Genetic Engineering Attribution Challenge

Genetic engineering is a powerful tool that demands responsible use. Your goal is to create an algorithm that identifies the lab-of-origin for genetically engineered DNA with the highest accuracy level possible. #science

$60,000 in prizes
oct 2020
1,206 joined

Innovation track

How would your approach perform in the real world?


In the Innovation Track, we challenge you to bridge the gap between your work in the Prediction Track and real-world attribution problems in academia, industry, and forensics. To succeed, submissions should demonstrate how their lab-of-origin prediction models excel in domains beyond raw accuracy. Submissions will be evaluated by a panel of judges, including world leaders in synthetic biology, data science and biosecurity policy. Winners will receive prizes equal to those provided for the Prediction Track.

How to compete – beat the benchmark

Any model that achieves a higher top-10 accuracy score than our BLAST benchmark will qualify for entry to the Innovation Track. Teams that exceed this threshold (i.e. exceeding 75.6% on the private leaderboard) will automatically be invited to submit a report for assessment by our panel of judges (see “Assessment”, below).

If a large number of teams successfully beat the benchmark and make submissions, altLabs and our partners will perform pre-screening, based on the criteria below, to select which submissions to pass to our judges.

How to win

To succeed in the Innovation Track, you will need to convince experts from a variety of fields that your submission represents valuable progress in solving real-world attribution problems.

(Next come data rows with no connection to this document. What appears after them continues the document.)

//! Scenario driver
//!
//! Virtual users replaying weighted bundles of authenticated calls against
//! the exchange. Each user binds one credential for its whole session; the
//! credential list itself is loaded once and shared read-only.
//!
//! - `orders`: tick-grid order and fill-intent pair generation
//! - `client`: bearer-authenticated client that records request metrics
//! - `session`: one virtual user's task loop
//! - `swarm`: spawns and paces virtual users, collects the run result

pub mod client;
pub mod orders;
pub mod session;
pub mod swarm;

use rand::distributions::WeightedIndex;
use rand::prelude::Distribution;
use rand::Rng;
use serde::{Deserialize, Serialize};
use std::fmt;
use std::sync::Arc;
use std::time::Duration;
use thiserror::Error;
use types::credential::UserCredential;

pub use orders::{OrderGenerator, OrderGeneratorConfig};

#[derive(Debug, Clone, PartialEq, Eq, Error)]
pub enum ScenarioError {
    #[error("no credentials available for virtual users")]
    NoCredentials,

    #[error("every task weight is zero")]
    NoTasks,

    #[error("invalid order generator config: {0}")]
    InvalidOrderConfig(String),

    #[error("invalid scenario config: {0}")]
    InvalidConfig(String),
}

/// One weighted bundle of calls a virtual user can run
#[derive(Debug, Clone, Copy, PartialEq, Eq, PartialOrd, Ord, Hash, Serialize, Deserialize)]
#[serde(rename_all = "snake_case")]
pub enum TaskKind {
    /// deposit, balance, histories
    CashDepositFlow,
    /// withdrawal, balance, histories
    CashWithdrawalFlow,
    CashBalance,
    CashHistories,
    StockBalance,
    UnfilledOrders,
    MatchHistory,
    SingleDeposit,
    SingleWithdrawal,
    /// balance, order book, one random order, unfilled orders
    OrderFlow,
    /// order book, matching buy and sell, match history
    FullFillPair,
    /// order book, same-price buy and sell of different size, match history
    PartialFillPair,
    /// order book, non-crossing buy and sell, unfilled orders
    NoFillPair,
}

impl TaskKind {
    pub const ALL: [TaskKind; 13] = [
        TaskKind::CashDepositFlow,
        TaskKind::CashWithdrawalFlow,
        TaskKind::CashBalance,
        TaskKind::CashHistories,
        TaskKind::StockBalance,
        TaskKind::UnfilledOrders,
        TaskKind::MatchHistory,
        TaskKind::SingleDeposit,
        TaskKind::SingleWithdrawal,
        TaskKind::OrderFlow,
        TaskKind::FullFillPair,
        TaskKind::PartialFillPair,
        TaskKind::NoFillPair,
    ];

    pub fn name(&self) -> &'static str {
        match self {
            TaskKind::CashDepositFlow => "cash_deposit_flow",
            TaskKind::CashWithdrawalFlow => "cash_withdrawal_flow",
            TaskKind::CashBalance => "cash_balance",
            TaskKind::CashHistories => "cash_histories",
            TaskKind::StockBalance => "stock_balance",
            TaskKind::UnfilledOrders => "unfilled_orders",
            TaskKind::MatchHistory => "match_history",
            TaskKind::SingleDeposit => "single_deposit",
            TaskKind::SingleWithdrawal => "single_withdrawal",
            TaskKind::OrderFlow => "order_flow",
            TaskKind::FullFillPair => "full_fill_pair",
            TaskKind::PartialFillPair => "partial_fill_pair",
            TaskKind::NoFillPair => "no_fill_pair",
        }
    }
}

impl fmt::Display for TaskKind {
    fn fmt(&self, f: &mut fmt::Formatter<'_>) -> fmt::Result {
        f.write_str(self.name())
    }
}

/// Behaviour shared by every virtual user.
#[derive(Debug, Clone, PartialEq, Eq, Serialize, Deserialize)]
pub struct ScenarioConfig {
    pub orders: OrderGeneratorConfig,
    pub deposit_min: u64,
    pub deposit_max: u64,
    pub withdrawal_min: u64,
    pub withdrawal_max: u64,
    /// Pause between tasks, drawn uniformly from `[min_wait_ms, max_wait_ms]`
    pub min_wait_ms: u64,
    pub max_wait_ms: u64,
    pub weights: Vec<(TaskKind, u32)>,
}

impl Default for ScenarioConfig {
    fn default() -> Self {
        Self {
            orders: OrderGeneratorConfig::default(),
            deposit_min: 100_000,
            deposit_max: 1_000_000,
            withdrawal_min: 50_000,
            withdrawal_max: 500_000,
            min_wait_ms: 1_000,
            max_wait_ms: 3_000,
            weights: TaskKind::ALL.iter().map(|kind| (*kind, 1)).collect(),
        }
    }
}

impl ScenarioConfig {
    pub fn validate(&self) -> Result<(), ScenarioError> {
        self.orders.validate()?;
        if self.deposit_min == 0 || self.deposit_min > self.deposit_max {
            return Err(ScenarioError::InvalidConfig(format!(
                "deposit range is invalid: [{}, {}]",
                self.deposit_min, self.deposit_max
            )));
        }
        if self.withdrawal_min == 0 || self.withdrawal_min > self.withdrawal_max {
            return Err(ScenarioError::InvalidConfig(format!(
                "withdrawal range is invalid: [{}, {}]",
                self.withdrawal_min, self.withdrawal_max
            )));
        }
        if self.min_wait_ms > self.max_wait_ms {
            return Err(ScenarioError::InvalidConfig(format!(
                "wait range is invalid: [{}ms, {}ms]",
                self.min_wait_ms, self.max_wait_ms
            )));
        }
        TaskPicker::new(&self.weights).map(|_| ())
    }

    /// Only `kind` runs
    pub fn only(mut self, kind: TaskKind) -> Self {
        self.weights = vec![(kind, 1)];
        self
    }

    pub fn wait_time<R: Rng>(&self, rng: &mut R) -> Duration {
        Duration::from_millis(rng.gen_range(self.min_wait_ms..=self.max_wait_ms))
    }
}

/// Weighted task selection
#[derive(Debug, Clone)]
pub struct TaskPicker {
    kinds: Vec<TaskKind>,
    index: WeightedIndex<u32>,
}

impl TaskPicker {
    pub fn new(weights: &[(TaskKind, u32)]) -> Result<Self, ScenarioError> {
        let kinds: Vec<TaskKind> = weights.iter().map(|(kind, _)| *kind).collect();
        let index =
            WeightedIndex::new(weights.iter().map(|(_, weight)| *weight)).map_err(|_| ScenarioError::NoTasks)?;
        Ok(Self { kinds, index })
    }

    pub fn pick<R: Rng>(&self, rng: &mut R) -> TaskKind {
        self.kinds[self.index.sample(rng)]
    }
}

/// Credentials loaded once at startup and shared read-only by every session.
#[derive(Debug, Clone)]
pub struct ScenarioContext {
    credentials: Arc<[UserCredential]>,
}

impl ScenarioContext {
    pub fn new(credentials: Vec<UserCredential>) -> Result<Self, ScenarioError> {
        if credentials.is_empty() {
            return Err(ScenarioError::NoCredentials);
        }
        Ok(Self {
            credentials: credentials.into(),
        })
    }

    pub fn len(&self) -> usize {
        self.credentials.len()
    }

    pub fn is_empty(&self) -> bool {
        self.credentials.is_empty()
    }

    /// Uniformly random credential
    pub fn pick<R: Rng>(&self, rng: &mut R) -> &UserCredential {
        &self.credentials[rng.gen_range(0..self.credentials.len())]
    }
}
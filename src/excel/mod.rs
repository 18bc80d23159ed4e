//! Excel handling: read sheets into records, write records into sheets,
//! and apply formatting rules to written sheets.
//!
//! - Reader: Excel (.xlsx) sheet → header-keyed records
//! - Writer: records → sheet, saved atomically
//! - Formatter: ordered rules → column widths, styles, panes, filters

pub mod address;
mod formatter;
mod reader;
pub mod rules;
mod workbook;
mod writer;

pub use formatter::SheetFormatter;
pub use reader::{read, ExcelReader};
pub use rules::{
    standard_ruleset, CellStyle, ColumnRef, ColumnWidth, DataType, FormattingRule, Predicate,
    Target,
};
pub use workbook::{validate_sheet_name, Sheet, SheetLayout, UsedRange, Workbook};
pub use writer::{write, ExcelWriter};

To do this, you will need to demonstrate – in plain language – that your approach is impressive beyond raw lab-of-origin accuracy. This task is fully open-ended: you can write about whatever aspects of your model you think will most impress the judges. Some examples of important criteria you might want to address include:

  • Calibration: Does your model accurately report its uncertainty about a sample’s lab-of-origin?
  • Robustness: Is your model robust to outliers, changes in the dataset, and unseen labs?
  • Interpretability & biological groundedness: Explain how your model makes its predictions in a way that would be useful to a biologist or forensic scientist. Do the features it considers important make biological sense? How might you go about integrating the outputs of your model with other biological data sources?
  • Responsible development: Does your approach thoughtfully address the practical and societal challenges which might arise in real-world applications? Have your design decisions been made with diverse stakeholders in mind? How might you continue the responsible development of your approach in the future?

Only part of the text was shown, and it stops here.